Patricia Anne McKillip was born on February 29, 1948. She is an author of fantasy and science fiction. She has been called "one of the most accomplished prose stylists in the fantasy genre", and is notable for writing predominantly standalone fantasy novels. Her work has won her numerous awards, including the World Fantasy Award for Lifetime Achievement in 2008.

Patricia A. McKillip was born in Salem, Oregon. She grew up in Oregon, Great Britain, and Germany. She attended San Jose State University in California, where she received a B.A. in 1971 and a Master of Arts in English in 1973. McKillip is married to David Lunde, a poet.

McKillip's first publications were two short children's books, The Throme of the Erril of Sherill and The House on Parchment Street. Her first novel, The Forgotten Beasts of Eld, was published in 1974, when she was only 26 years old, and won the World Fantasy Award in 1975.

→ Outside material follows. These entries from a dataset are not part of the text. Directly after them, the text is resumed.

//! Tools for treating fractions as musical lengths.

use std::collections::VecDeque;

use fraction::Fraction;

/// Fraction of zero length.
pub fn zero() -> Fraction {
    Fraction::new(0u64, 1u64)
}

/// Greatest common divisor. `gcd(0, n) == n`.
pub fn gcd(mut a: u64, mut b: u64) -> u64 {
    while b != 0 {
        (a, b) = (b, a % b);
    }
    a
}

/// Least common multiple. Zero, if any of arguments is zero.
pub fn lcm(a: u64, b: u64) -> u64 {
    if a == 0 || b == 0 {
        return 0;
    }
    a / gcd(a, b) * b
}

/// Greatest common divisor of all values, or zero for an empty input.
pub fn gcd_all(values: impl IntoIterator<Item = u64>) -> u64 {
    values.into_iter().fold(0, gcd)
}

/// Least common multiple of all values, or one for an empty input.
pub fn lcm_all(values: impl IntoIterator<Item = u64>) -> u64 {
    values.into_iter().fold(1, lcm)
}

/// The biggest `coefficient * 2^n` (`n >= 0`), that still fits in `target`.
///
/// # Returns
/// None if coefficient is zero or is already bigger than target.
///
/// # Example
/// ```
/// # use metrical::primitives::closest_power_of_two;
/// assert_eq!(closest_power_of_two(1, 6), Some(4));
/// assert_eq!(closest_power_of_two(3, 13), Some(12));
/// assert_eq!(closest_power_of_two(5, 5), Some(5));
/// assert_eq!(closest_power_of_two(5, 4), None);
/// ```
pub fn closest_power_of_two(coefficient: u64, target: u64) -> Option<u64> {
    if coefficient == 0 || coefficient > target {
        return None;
    }
    let mut result = coefficient;
    while result * 2 <= target {
        result *= 2;
    }
    Some(result)
}

/// Biggest power of two, that is not bigger than num.
fn previous_power_of_two(num: u64) -> u64 {
    match num {
        0 => 0,
        _ => 1 << (u64::BITS - 1 - num.leading_zeros()),
    }
}

/// Lossy conversion to float. NaN and infinite fractions become NaN.
///
/// # Example
/// ```
/// # use fraction::Fraction;
/// # use metrical::primitives::fraction_to_f64;
/// assert_eq!(fraction_to_f64(Fraction::new(3u64, 8u64)), 0.375);
/// assert_eq!(fraction_to_f64(-Fraction::new(1u64, 2u64)), -0.5);
/// ```
pub fn fraction_to_f64(frac: Fraction) -> f64 {
    match (frac.numer(), frac.denom()) {
        (Some(num), Some(den)) => {
            let value = *num as f64 / *den as f64;
            match frac.is_sign_negative() {
                true => -value,
                false => value,
            }
        }
        _ => f64::NAN,
    }
}

/// Integer part of non-negative fraction.
pub(crate) fn whole_part(frac: Fraction) -> u64 {
    match (frac.numer(), frac.denom()) {
        (Some(num), Some(den)) if !frac.is_sign_negative() => num / den,
        _ => 0,
    }
}

/// Split complex fraction by simple fractions, that could be interpreted as
/// musical lengths: plain (numerator 1) or dotted (numerator 3).
///
/// # Returns
///
/// Fractions, started with the smallest, up to the largest.
///
/// # Example
///
/// ```
/// # use fraction::Fraction;
/// # use metrical::primitives::normalize_fraction;
/// assert_eq!(
///     normalize_fraction(Fraction::new(13u64, 16u64)),
///         vec![
///             Fraction::new(1u64, 16u64),
///             Fraction::new(1u64, 4u64),
///             Fraction::new(1u64, 2u64)
///         ]
/// );
/// ```
pub fn normalize_fraction(frac: Fraction) -> VecDeque<Fraction> {
    let mut head = VecDeque::new();
    let (mut num, den) = match (frac.numer(), frac.denom()) {
        (Some(num), Some(den)) => (*num, *den),
        _ => return head,
    };
    if den == 1 {
        if num != 0 {
            head.push_back(frac);
        }
        return head;
    }
    while num != 0 {
        let part = Fraction::new(num, den);
        if *part.numer().unwrap_or(&0) <= 3 {
            head.push_front(part);
            break;
        }
        let whole = previous_power_of_two(num);
        head.push_front(Fraction::new(whole, den));
        num -= whole;
    }
    head
}

#[cfg(test)]
mod tests {
    use fraction::Fraction;

    use super::{
        closest_power_of_two, gcd, gcd_all, lcm, lcm_all, normalize_fraction,
        previous_power_of_two, whole_part,
    };

    #[test]
    fn test_gcd_lcm() {
        assert_eq!(gcd(12, 18), 6);
        assert_eq!(gcd(0, 7), 7);
        assert_eq!(lcm(4, 6), 12);
        assert_eq!(lcm(0, 6), 0);
        assert_eq!(gcd_all([4, 8, 12]), 4);
        assert_eq!(gcd_all([1, 2, 3]), 1);
        assert_eq!(gcd_all([]), 0);
        assert_eq!(lcm_all([4, 16, 8]), 16);
        assert_eq!(lcm_all([]), 1);
    }

    #[test]
    fn test_powers_of_two() {
        assert_eq!(previous_power_of_two(1), 1);
        assert_eq!(previous_power_of_two(7), 4);
        assert_eq!(previous_power_of_two(8), 8);
        assert_eq!(closest_power_of_two(2, 3), Some(2));
        assert_eq!(closest_power_of_two(1, 5), Some(4));
        assert_eq!(closest_power_of_two(0, 5), None);
    }

    #[test]
    fn test_whole_part() {
        assert_eq!(whole_part(Fraction::new(17u64, 4u64)), 4);
        assert_eq!(whole_part(Fraction::new(3u64, 4u64)), 0);
        assert_eq!(whole_part(-Fraction::new(5u64, 4u64)), 0);
    }

    #[test]
    fn test_normalize_fraction() {
        assert_eq!(
            normalize_fraction(Fraction::new(5u64, 8u64)),
            vec![Fraction::new(1u64, 8u64), Fraction::new(1u64, 2u64)]
        );
        assert_eq!(
            normalize_fraction(Fraction::new(7u64, 16u64)),
            vec![Fraction::new(3u64, 16u64), Fraction::new(1u64, 4u64)]
        );
        assert_eq!(
            normalize_fraction(Fraction::new(3u64, 8u64)),
            vec![Fraction::new(3u64, 8u64)]
        );
        assert!(normalize_fraction(Fraction::new(0u64, 8u64)).is_empty());
    }
}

McKillip's novels have included winners of the World Fantasy Award, the Locus Award, and the Mythopoeic Award. In 2008, she was a recipient of the World Fantasy Award for Life Achievement. Most of her recent novels feature cover paintings by Kinuko Y. Craft.

On writing fantasy, McKillip has said, "The tropes of mythology and symbolism are the basics. It's like a notation in music; you can change it in really wacky ways, but the sound is always the same, the sound is always there. As long as we need these symbols, then the stories will be written. But if we destroy the old symbols, then we might just have to come up with new ones--who knows?"

Since 1994, McKillip's writing has comprised purely standalone novels. Scholar Brian Stableford described her as "one of the most accomplished prose stylists in the fantasy genre", while critics Peter Nicholls and John Clute considered her "perhaps the most impressive author of fantasy story still active".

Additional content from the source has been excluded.